Pointe de Saint-Vallier: a natural and historical heritage
Harvest Festival, pointe de St-Vallier (Photo by NCC)
A partnership for the conservation of Pointe de Saint-Vallier
In 1999, Robert and Gabrielle Amos, wishing to ensure the long-term conservation of the Pointe de Saint-Vallier, facing Île d'Orléans, donated their property to two organizations dedicated to conserving historical and natural heritage: the Canadian Heritage of Quebec and the Nature Conservancy of Canada (NCC).
Located on the south shore of the St. Lawrence River, 60 kilometres east of Quebec City, the Pointe de Saint-Vallier borders a cove for more than a kilometre. NCC owns 42 hectares (103 acres) of tidelands on the property. NCC also holds a conservation agreement on 25 hectares (61 acres) of neighbouring properties. The agricultural parcels, forest and buildings are owned by Canadian Heritage of Quebec. The property includes a heritage manor house dating back to the 18th century. At the same time, the Corporation du Domaine Pointe de Saint-Vallier was created to develop the site. The group organized visitor activities that incorporate natural science, history and the arts.
The Pointe’s remarkable biodiversity
The protected area on the Pointe de Saint-Vallier consists of three zones with distinct ecological characteristics: the shoreline, woodlot and farmlands. A 2.1 kilometre trail connects all three areas. Interpretation signs allow to raise greater awareness about the natural wealth of this exceptional site.
Pointe de Saint-Vallier is located along one of the most important bird migration corridors in North America. It serves as a haven for many bird species. In fall and spring, the greater snow goose and other bird species touch down on the banks to feed during their long migration.

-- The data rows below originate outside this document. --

//! Projection implementations (read model builders).
//!
//! Projections consume published envelopes and build query-optimized read
//! models. They are rebuildable from the event streams and idempotent under
//! at-least-once delivery.

pub mod stock_levels;

pub use stock_levels::{StockLevelRow, StockLevelsProjection, StockProjectionError};
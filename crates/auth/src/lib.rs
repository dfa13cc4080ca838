//! `retailpos-auth`: who is acting, and what they may do.
//!
//! Decoupled from transport and storage: callers resolve an [`Actor`] through an
//! [`IdentityProvider`] and pass it explicitly into every operation.

pub mod actor;
pub mod authorize;
pub mod identity;
pub mod permissions;
pub mod roles;

pub use actor::Actor;
pub use authorize::{AuthzError, authorize, authorize_shift_close, effective_permissions};
pub use identity::{IdentityProvider, InMemoryIdentityProvider};
pub use permissions::Permission;
pub use roles::Role;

Victorin’s water-hemlock (photo by Frederic Coursol)
The estate’s coastal areas, for their part, are home to at least 10 plants that, in Quebec, can only be found in the freshwater estuary. Among these are four species that are designated as threatened, two of which are endemic (they do not grow anywhere else in the world) to this part of the St. Lawrence: Victorin's water-hemlock and Victorin's gentian, both named after Brother Marie-Victorin.

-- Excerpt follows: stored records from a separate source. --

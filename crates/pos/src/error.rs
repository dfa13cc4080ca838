//! Errors surfaced to callers of the point-of-sale service.

use thiserror::Error;
use uuid::Uuid;

use retailpos_auth::AuthzError;
use retailpos_core::{DomainError, StockShortfall};
use retailpos_infra::command_dispatcher::DispatchError;

#[derive(Debug, Error)]
pub enum PosError {
    #[error("not found: {0}")]
    NotFound(String),

    #[error("invalid state: {0}")]
    InvalidState(String),

    /// Every line of the request that could not be reserved.
    #[error("insufficient stock: {}", describe_shortfalls(.0))]
    InsufficientStock(Vec<StockShortfall>),

    #[error("validation failed: {0}")]
    Validation(String),

    /// Lost the race for a stream too many times in a row.
    #[error("concurrency conflict: {0}")]
    ConcurrencyConflict(String),

    #[error("unauthorized: {0}")]
    Unauthorized(String),

    /// Details are only in the logs, under `reference`.
    #[error("internal error (ref {reference})")]
    Internal { reference: Uuid },
}

impl PosError {
    /// Log `detail` at error level and hand back an opaque reference.
    pub fn internal(detail: impl core::fmt::Display) -> Self {
        let reference = Uuid::now_v7();
        tracing::error!(%reference, error = %detail, "internal failure");
        PosError::Internal { reference }
    }

    pub fn validation(msg: impl Into<String>) -> Self {
        PosError::Validation(msg.into())
    }

    pub fn not_found(msg: impl Into<String>) -> Self {
        PosError::NotFound(msg.into())
    }

    pub fn invalid_state(msg: impl Into<String>) -> Self {
        PosError::InvalidState(msg.into())
    }

    /// Short machine-friendly name, used in audit records and logs.
    pub fn kind(&self) -> &'static str {
        match self {
            PosError::NotFound(_) => "not_found",
            PosError::InvalidState(_) => "invalid_state",
            PosError::InsufficientStock(_) => "insufficient_stock",
            PosError::Validation(_) => "validation",
            PosError::ConcurrencyConflict(_) => "concurrency_conflict",
            PosError::Unauthorized(_) => "unauthorized",
            PosError::Internal { .. } => "internal",
        }
    }
}

fn describe_shortfalls(shortfalls: &[StockShortfall]) -> String {
    shortfalls.iter().map(ToString::to_string).collect::<Vec<_>>().join("; ")
}

impl From<DispatchError> for PosError {
    fn from(value: DispatchError) -> Self {
        match value {
            DispatchError::Concurrency(msg) => PosError::ConcurrencyConflict(msg),
            DispatchError::Validation(msg) => PosError::Validation(msg),
            DispatchError::InvalidState(msg) => PosError::InvalidState(msg),
            DispatchError::NotFound(msg) => PosError::NotFound(msg),
            DispatchError::Unauthorized => PosError::Unauthorized("operation not permitted".to_string()),
            DispatchError::InsufficientStock(s) => PosError::InsufficientStock(vec![s]),
            other @ (DispatchError::Deserialize(_) | DispatchError::Store(_) | DispatchError::Publish(_)) => {
                PosError::internal(other)
            }
        }
    }
}

impl From<DomainError> for PosError {
    fn from(value: DomainError) -> Self {
        DispatchError::from(value).into()
    }
}

impl From<AuthzError> for PosError {
    fn from(value: AuthzError) -> Self {
        PosError::Unauthorized(value.to_string())
    }
}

At the northwest end of the property, a forest stand of about 11 hectares (27 acres) consists of basswood maple sugar with red oak and beech. It also includes softwood trees, including white pine and eastern white cedar. A few endangered butternut trees also grow here. The woodland has significant diversity and an abundance of herbaceous plants. The diverse forest along the shores helps reduce erosion.
Discover the wealth of this environment
The three organizations involved in managing the site have developed visitor facilities. Together, they have also worked on the creation of an education program focusing on the natural environment, the restoration of heritage elements and the organization of a program of activities that reach a wide audience. The program now consists of around 20 annual activities, including a few major events that span an entire weekend.
Eighteenth-century heritage house, Pointe de Saint-Vallier (Photo by NCC)
Activities include birdwatching sessions and workshops on mushrooms and botany. Other activities include artistic and cultural activities, such as concerts, symposiums, painting and writing workshops, author meetings, etc. The site is now visited by nature, art and history enthusiasts, from both within the region and outside it. The total number of yearly visitors, which is increasing annually, is currently around 1,300.
The site is managed through the collaboration of the three groups: Canadian Heritage of Quebec, the Corporation du Domaine Pointe de Saint-Vallier and NCC. NCC has also received financial support from the Fondation Hydro-Québec pour l’environnement, the Caisse Desjardins des Seigneuries de Bellechasse and the U. S. Fish and Wildlife Service.